[Provided records Boundary: Start]
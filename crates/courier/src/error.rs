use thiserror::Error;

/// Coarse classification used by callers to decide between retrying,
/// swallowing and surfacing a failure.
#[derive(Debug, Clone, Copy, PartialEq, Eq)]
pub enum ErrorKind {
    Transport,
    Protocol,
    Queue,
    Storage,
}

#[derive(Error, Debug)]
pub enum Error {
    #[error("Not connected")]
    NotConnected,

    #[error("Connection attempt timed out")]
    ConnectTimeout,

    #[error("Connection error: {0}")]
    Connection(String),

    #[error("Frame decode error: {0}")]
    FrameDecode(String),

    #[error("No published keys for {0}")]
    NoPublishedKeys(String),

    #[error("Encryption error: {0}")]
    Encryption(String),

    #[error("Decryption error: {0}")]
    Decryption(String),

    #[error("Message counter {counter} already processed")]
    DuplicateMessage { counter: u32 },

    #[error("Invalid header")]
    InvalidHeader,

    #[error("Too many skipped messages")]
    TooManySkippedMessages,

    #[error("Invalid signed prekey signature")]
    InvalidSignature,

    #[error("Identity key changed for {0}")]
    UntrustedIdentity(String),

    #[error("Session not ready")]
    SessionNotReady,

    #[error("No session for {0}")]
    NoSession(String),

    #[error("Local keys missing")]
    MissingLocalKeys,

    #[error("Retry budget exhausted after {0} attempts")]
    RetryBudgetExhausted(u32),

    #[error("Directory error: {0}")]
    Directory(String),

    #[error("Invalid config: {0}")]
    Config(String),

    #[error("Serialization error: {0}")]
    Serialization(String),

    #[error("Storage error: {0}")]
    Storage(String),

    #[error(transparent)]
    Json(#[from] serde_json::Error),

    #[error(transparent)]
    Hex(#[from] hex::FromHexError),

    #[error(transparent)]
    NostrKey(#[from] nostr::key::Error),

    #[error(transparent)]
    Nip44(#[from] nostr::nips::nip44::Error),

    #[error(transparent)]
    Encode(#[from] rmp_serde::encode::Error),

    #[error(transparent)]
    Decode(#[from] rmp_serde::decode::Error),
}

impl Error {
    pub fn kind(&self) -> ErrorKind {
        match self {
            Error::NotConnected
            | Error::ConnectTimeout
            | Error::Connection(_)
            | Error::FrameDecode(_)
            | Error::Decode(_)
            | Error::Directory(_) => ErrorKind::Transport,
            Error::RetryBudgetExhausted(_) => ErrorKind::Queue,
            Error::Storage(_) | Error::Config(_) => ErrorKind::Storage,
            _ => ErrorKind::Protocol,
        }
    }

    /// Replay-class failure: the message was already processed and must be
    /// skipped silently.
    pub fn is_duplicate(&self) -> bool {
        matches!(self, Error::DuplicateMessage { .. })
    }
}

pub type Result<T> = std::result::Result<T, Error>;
[Provided records Boundary: End]
[Provided records Boundary: Start]
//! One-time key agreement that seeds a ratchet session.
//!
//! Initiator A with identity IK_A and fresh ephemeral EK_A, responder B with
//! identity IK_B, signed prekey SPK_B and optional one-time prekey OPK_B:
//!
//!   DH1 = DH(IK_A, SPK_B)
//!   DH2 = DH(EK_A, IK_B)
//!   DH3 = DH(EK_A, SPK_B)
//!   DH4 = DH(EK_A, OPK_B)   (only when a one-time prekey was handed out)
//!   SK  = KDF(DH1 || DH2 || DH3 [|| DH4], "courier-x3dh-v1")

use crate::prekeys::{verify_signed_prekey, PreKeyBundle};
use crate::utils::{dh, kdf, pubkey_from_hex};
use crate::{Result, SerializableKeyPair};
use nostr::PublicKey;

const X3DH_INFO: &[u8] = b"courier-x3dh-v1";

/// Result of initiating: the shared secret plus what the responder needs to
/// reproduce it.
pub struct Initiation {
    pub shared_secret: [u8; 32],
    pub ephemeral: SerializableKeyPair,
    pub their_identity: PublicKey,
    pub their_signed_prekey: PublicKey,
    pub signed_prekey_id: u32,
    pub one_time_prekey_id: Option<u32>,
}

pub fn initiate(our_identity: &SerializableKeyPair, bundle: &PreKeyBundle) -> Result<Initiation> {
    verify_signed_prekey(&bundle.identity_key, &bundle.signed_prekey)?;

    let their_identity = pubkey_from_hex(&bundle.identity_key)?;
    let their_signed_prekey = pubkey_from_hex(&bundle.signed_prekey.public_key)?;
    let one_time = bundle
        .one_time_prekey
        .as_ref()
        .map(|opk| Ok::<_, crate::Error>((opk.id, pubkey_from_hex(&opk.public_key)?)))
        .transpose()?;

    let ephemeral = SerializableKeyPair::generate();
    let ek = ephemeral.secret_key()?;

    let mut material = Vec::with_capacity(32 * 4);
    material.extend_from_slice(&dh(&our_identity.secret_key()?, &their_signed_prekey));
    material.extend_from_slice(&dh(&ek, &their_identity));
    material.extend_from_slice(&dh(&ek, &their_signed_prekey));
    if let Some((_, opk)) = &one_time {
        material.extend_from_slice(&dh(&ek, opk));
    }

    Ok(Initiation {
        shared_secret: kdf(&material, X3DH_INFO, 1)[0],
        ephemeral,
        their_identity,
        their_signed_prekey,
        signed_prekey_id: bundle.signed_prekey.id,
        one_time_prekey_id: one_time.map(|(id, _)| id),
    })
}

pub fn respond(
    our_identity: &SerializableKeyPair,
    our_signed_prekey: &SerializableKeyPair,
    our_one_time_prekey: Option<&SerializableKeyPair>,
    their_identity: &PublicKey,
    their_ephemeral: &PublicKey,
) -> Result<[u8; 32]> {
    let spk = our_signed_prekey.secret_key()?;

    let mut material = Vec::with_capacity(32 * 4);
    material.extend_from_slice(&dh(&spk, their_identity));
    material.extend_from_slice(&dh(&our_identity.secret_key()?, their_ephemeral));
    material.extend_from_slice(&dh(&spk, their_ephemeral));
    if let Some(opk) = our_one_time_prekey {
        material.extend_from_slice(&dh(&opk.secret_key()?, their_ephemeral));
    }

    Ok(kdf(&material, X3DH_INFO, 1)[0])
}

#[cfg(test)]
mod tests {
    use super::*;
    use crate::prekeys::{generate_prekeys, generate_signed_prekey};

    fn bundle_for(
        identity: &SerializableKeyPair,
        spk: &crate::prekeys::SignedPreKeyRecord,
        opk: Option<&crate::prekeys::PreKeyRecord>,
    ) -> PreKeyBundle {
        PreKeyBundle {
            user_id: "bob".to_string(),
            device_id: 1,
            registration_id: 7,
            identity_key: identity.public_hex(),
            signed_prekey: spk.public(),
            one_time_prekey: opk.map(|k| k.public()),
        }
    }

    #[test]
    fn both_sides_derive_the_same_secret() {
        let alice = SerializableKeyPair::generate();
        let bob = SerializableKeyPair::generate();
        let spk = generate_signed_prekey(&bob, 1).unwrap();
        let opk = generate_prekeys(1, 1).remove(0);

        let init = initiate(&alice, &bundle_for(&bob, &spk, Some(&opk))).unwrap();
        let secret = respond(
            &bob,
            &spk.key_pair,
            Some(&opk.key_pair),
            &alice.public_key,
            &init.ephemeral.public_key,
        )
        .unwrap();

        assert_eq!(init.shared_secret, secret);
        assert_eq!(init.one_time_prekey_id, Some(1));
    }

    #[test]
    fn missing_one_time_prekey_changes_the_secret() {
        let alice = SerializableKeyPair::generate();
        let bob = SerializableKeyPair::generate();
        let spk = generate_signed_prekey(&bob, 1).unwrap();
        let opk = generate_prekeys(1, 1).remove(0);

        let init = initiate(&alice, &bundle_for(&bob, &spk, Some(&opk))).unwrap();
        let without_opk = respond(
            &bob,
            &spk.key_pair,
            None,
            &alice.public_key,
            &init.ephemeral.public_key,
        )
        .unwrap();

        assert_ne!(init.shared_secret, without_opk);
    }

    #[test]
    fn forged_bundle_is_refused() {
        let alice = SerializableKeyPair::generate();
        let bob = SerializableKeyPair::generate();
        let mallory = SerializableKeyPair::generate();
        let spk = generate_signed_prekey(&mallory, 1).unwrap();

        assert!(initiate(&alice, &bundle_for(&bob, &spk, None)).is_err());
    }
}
[Provided records Boundary: End]
__Required action__. Find every line in the records that uses the string "Initiation", then copy it.

__Your response__.
pub struct Initiation {
pub fn initiate(our_identity: &SerializableKeyPair, bundle: &PreKeyBundle) -> Result<Initiation> {
    Ok(Initiation {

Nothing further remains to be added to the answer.